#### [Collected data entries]
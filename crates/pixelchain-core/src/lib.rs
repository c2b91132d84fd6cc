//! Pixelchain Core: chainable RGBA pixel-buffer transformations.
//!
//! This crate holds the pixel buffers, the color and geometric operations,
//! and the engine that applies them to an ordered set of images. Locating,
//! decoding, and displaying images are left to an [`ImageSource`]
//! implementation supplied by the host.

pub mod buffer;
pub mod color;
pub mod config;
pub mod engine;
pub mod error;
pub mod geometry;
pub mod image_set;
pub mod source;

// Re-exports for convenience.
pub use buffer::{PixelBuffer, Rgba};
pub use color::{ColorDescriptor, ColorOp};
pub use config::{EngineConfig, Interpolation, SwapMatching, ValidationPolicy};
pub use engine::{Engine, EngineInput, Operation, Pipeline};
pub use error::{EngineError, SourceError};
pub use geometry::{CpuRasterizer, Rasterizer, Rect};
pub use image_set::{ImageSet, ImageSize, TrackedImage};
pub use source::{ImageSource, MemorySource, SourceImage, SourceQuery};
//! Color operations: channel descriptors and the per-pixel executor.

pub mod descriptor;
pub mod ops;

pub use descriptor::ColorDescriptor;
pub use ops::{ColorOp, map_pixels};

#### [Goal of the exercise]
For each line above that contains the word "ColorOp", make a copy.

#### [Exercise solution]
pub use color::{ColorDescriptor, ColorOp};
pub use ops::{ColorOp, map_pixels};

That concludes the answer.